Well they clearly don't care about video transcoding since they removed h264.

[–] macaroni1556@lemmy.ca 1 points 1 year ago

REMOVED H264??!

well then

[–] Honytawk@lemmy.zip 2 points 1 year ago (1 children)

There are many small DIY computers on the market now, not just Raspberry Pi.

Orange Pi, Banana Pi, Asus Tinkerboard, ..

Those usually don't have delivery issues.

[–] bob 1 points 1 year ago

Orange Pi delivery is only available via Ali Express or Amazon though.

Stock does seems low on Raspberrys, but I picked up a pi 4 last week without issue.

[–] dingleberry@discuss.tchncs.de 1 points 1 year ago

Can we get a usb-c port with data? And more power supply to the ports? I hate having to power hard disks with a separate cable.

[–] Oddbin@lemm.ee 1 points 1 year ago (1 children)

https://thepihut.com/products/raspberry-pi-5?variant=42531604955331

£59.30 for the 4gig. £79 for the 8gig. No idea why people are going off thinking they need to spend £165.

Pre-order info page with dates etc:

https://support.thepihut.com/hc/en-us/articles/13847961024925

[–] besbin@lemmygrad.ml 1 points 1 year ago

depends on the availability of the board, which historically has not been that great, the street price is gonna be upward twice to three times more than listed price.

[–] pubertthefat@lemm.ee 1 points 1 year ago

I haven't followed Raspberry Pi for years - when did they go from $25-35 to $100+?

[–] Valmond@lemmy.mindoki.com 0 points 1 year ago (1 children)

So for how much :-D

I'd take a cheap slow one any day...

[–] Faceman2K23@discuss.tchncs.de 0 points 1 year ago (1 children)

Man I really want something in the full size form factor but with a CPU closer to a zero2, basically I want a pi3 modernised and cost optimised, not another more powerful pi.
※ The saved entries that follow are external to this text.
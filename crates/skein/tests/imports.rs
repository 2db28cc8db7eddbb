//! Imports through host resolvers and the native modules.

use std::fs;

use pretty_assertions::assert_eq;
use skein::{CollectStringPrint, ExcType, Exception, MemoryResolver, RunOptions, Runner};

fn run_with_modules(code: &str, resolver: MemoryResolver) -> Result<String, Exception> {
    let runner = Runner::new(code, "main.py").unwrap().with_resolver(resolver);
    let mut print = CollectStringPrint::new();
    runner.run(&mut print)?;
    Ok(print.into_output())
}

#[test]
fn import_and_from_import() {
    let resolver = MemoryResolver::new().with_module("geometry", "PI = 3\ndef area(r):\n    return PI * r * r\n");
    let output = run_with_modules(
        "import geometry\nfrom geometry import area as a\nprint(geometry.PI, a(2))",
        resolver,
    )
    .unwrap();
    assert_eq!(output, "3 12\n");
}

/// Module bodies run once; later imports reuse the cached module.
#[test]
fn module_body_runs_once() {
    let resolver = MemoryResolver::new().with_module("noisy", "print('loading')\nvalue = 1\n");
    let output = run_with_modules(
        "import noisy\nimport noisy\nfrom noisy import value\nprint(value)",
        resolver,
    )
    .unwrap();
    assert_eq!(output, "loading\n1\n");
}

#[test]
fn dotted_packages() {
    let resolver = MemoryResolver::new()
        .with_module("pkg", "name = 'pkg'\n")
        .with_module("pkg.util", "def double(x):\n    return 2 * x\n");
    let output = run_with_modules(
        "import pkg.util\nfrom pkg import util\nprint(pkg.name, pkg.util.double(4), util.double(5))",
        resolver,
    )
    .unwrap();
    assert_eq!(output, "pkg 8 10\n");
}

/// A cyclic import sees the partially initialised module.
#[test]
fn cyclic_import() {
    let resolver = MemoryResolver::new()
        .with_module("a", "import b\nx = 'a'\ndef get():\n    return b.y\n")
        .with_module("b", "import a\ny = 'b'\n");
    let output = run_with_modules("import a\nprint(a.x, a.get())", resolver).unwrap();
    assert_eq!(output, "a b\n");
}

#[test]
fn star_import_respects_all() {
    let resolver = MemoryResolver::new()
        .with_module("lib", "__all__ = ['shown']\nshown = 1\nhidden = 2\n")
        .with_module("plain", "visible = 3\n_private = 4\n");
    let output = run_with_modules(
        "from lib import *\nfrom plain import *\nprint(shown, visible)\nprint('hidden' in dir(), '_private' in dir())",
        resolver,
    )
    .unwrap();
    assert_eq!(output, "1 3\nFalse False\n");
}

#[test]
fn missing_module() {
    let exc = run_with_modules("import nowhere", MemoryResolver::new()).unwrap_err();
    assert_eq!(exc.exc_type(), ExcType::ModuleNotFoundError);
    assert_eq!(exc.summary(), "ModuleNotFoundError: No module named 'nowhere'");

    let resolver = MemoryResolver::new().with_module("m", "x = 1\n");
    let exc = run_with_modules("from m import y", resolver).unwrap_err();
    assert_eq!(exc.summary(), "ImportError: cannot import name 'y' from 'm'");
}

/// A module that fails while executing is not left in the cache.
#[test]
fn failed_import_is_not_cached() {
    let resolver = MemoryResolver::new().with_module("broken", "x = 1 / 0\n");
    let output = run_with_modules(
        "import sys\ntry:\n    import broken\nexcept ZeroDivisionError:\n    print('failed')\nprint('broken' in sys.modules)",
        resolver,
    )
    .unwrap();
    assert_eq!(output, "failed\nFalse\n");
}

#[test]
fn traceback_spans_modules() {
    let resolver = MemoryResolver::new().with_module("helpers", "def fail():\n    raise ValueError('bad')\n");
    let exc = run_with_modules("import helpers\nhelpers.fail()", resolver).unwrap_err();
    let filenames: Vec<&str> = exc.traceback().iter().map(|frame| frame.filename.as_str()).collect();
    assert_eq!(filenames, vec!["main.py", "helpers.py"]);
    assert_eq!(exc.summary(), "ValueError: bad");
}

#[test]
fn syntax_error_in_imported_module() {
    let resolver = MemoryResolver::new().with_module("bad", "def (\n");
    let exc = run_with_modules("import bad", resolver).unwrap_err();
    assert_eq!(exc.exc_type(), ExcType::SyntaxError);
}

#[test]
fn native_modules() {
    let output = run_with_modules(
        "import math, sys\nfrom asyncio import run\nprint(math.floor(2.5), math.gcd(12, 18), sys.platform, run(7))",
        MemoryResolver::new(),
    )
    .unwrap();
    assert_eq!(output, "2 6 skein 7\n");
}

#[test]
fn sys_argv_from_options() {
    let runner = Runner::new("import sys\nprint(sys.argv)", "main.py").unwrap();
    let options = RunOptions::default().argv(vec!["main.py".to_owned(), "--flag".to_owned()]);
    let mut print = CollectStringPrint::new();
    runner.run_options(&options, &mut print).unwrap();
    assert_eq!(print.output(), "['main.py', '--flag']\n");
}

#[test]
fn filesystem_search_paths() {
    let dir = std::env::temp_dir().join(format!("skein-imports-{}", std::process::id()));
    fs::create_dir_all(dir.join("shapes")).unwrap();
    fs::write(dir.join("shapes").join("__init__.py"), "kind = 'package'\n").unwrap();
    fs::write(dir.join("shapes").join("square.py"), "def area(s):\n    return s * s\n").unwrap();

    let runner = Runner::new(
        "import shapes.square\nprint(shapes.kind, shapes.square.area(3))",
        "main.py",
    )
    .unwrap();
    let options = RunOptions::default().path(&dir);
    let mut print = CollectStringPrint::new();
    let result = runner.run_options(&options, &mut print);
    fs::remove_dir_all(&dir).unwrap();

    result.unwrap();
    assert_eq!(print.output(), "package 9\n");
}

/// The runner's own resolver is consulted before search paths.
#[test]
fn resolver_precedes_paths() {
    let dir = std::env::temp_dir().join(format!("skein-precedence-{}", std::process::id()));
    fs::create_dir_all(&dir).unwrap();
    fs::write(dir.join("which.py"), "source = 'disk'\n").unwrap();

    let resolver = MemoryResolver::new().with_module("which", "source = 'memory'\n");
    let runner = Runner::new("import which\nprint(which.source)", "main.py")
        .unwrap()
        .with_resolver(resolver);
    let mut print = CollectStringPrint::new();
    let result = runner.run_options(&RunOptions::default().path(&dir), &mut print);
    fs::remove_dir_all(&dir).unwrap();

    result.unwrap();
    assert_eq!(print.output(), "memory\n");
}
[–] Meowoem@sh.itjust.works -3 points 1 year ago* (last edited 1 year ago)

Yeah I want a cheaper zero with less power use, very few of my projects come close to using all the zeros resources so if they could do similar spec cheaper and modernized it would be amazing.

Maybe chuck on an ADC, power management for batteries, better usb power supply...

[–] Engywuck@lemm.ee -1 points 1 year ago* (last edited 1 year ago) (1 children)

Obviously I got a RPi4 just a couple months ago, after struggling for 2-3 years... Well, crap.

EDIT: at least the prices didn't seem to have increases significantly over the previous version.

[–] evatronic@lemm.ee 0 points 1 year ago (1 children)

I was going to say, will I ever be able to buy one?

[–] Engywuck@lemm.ee -1 points 1 year ago

Are you talking about RPi4 or RPi5? RP4 can be now found easily, at least in my region (Spain).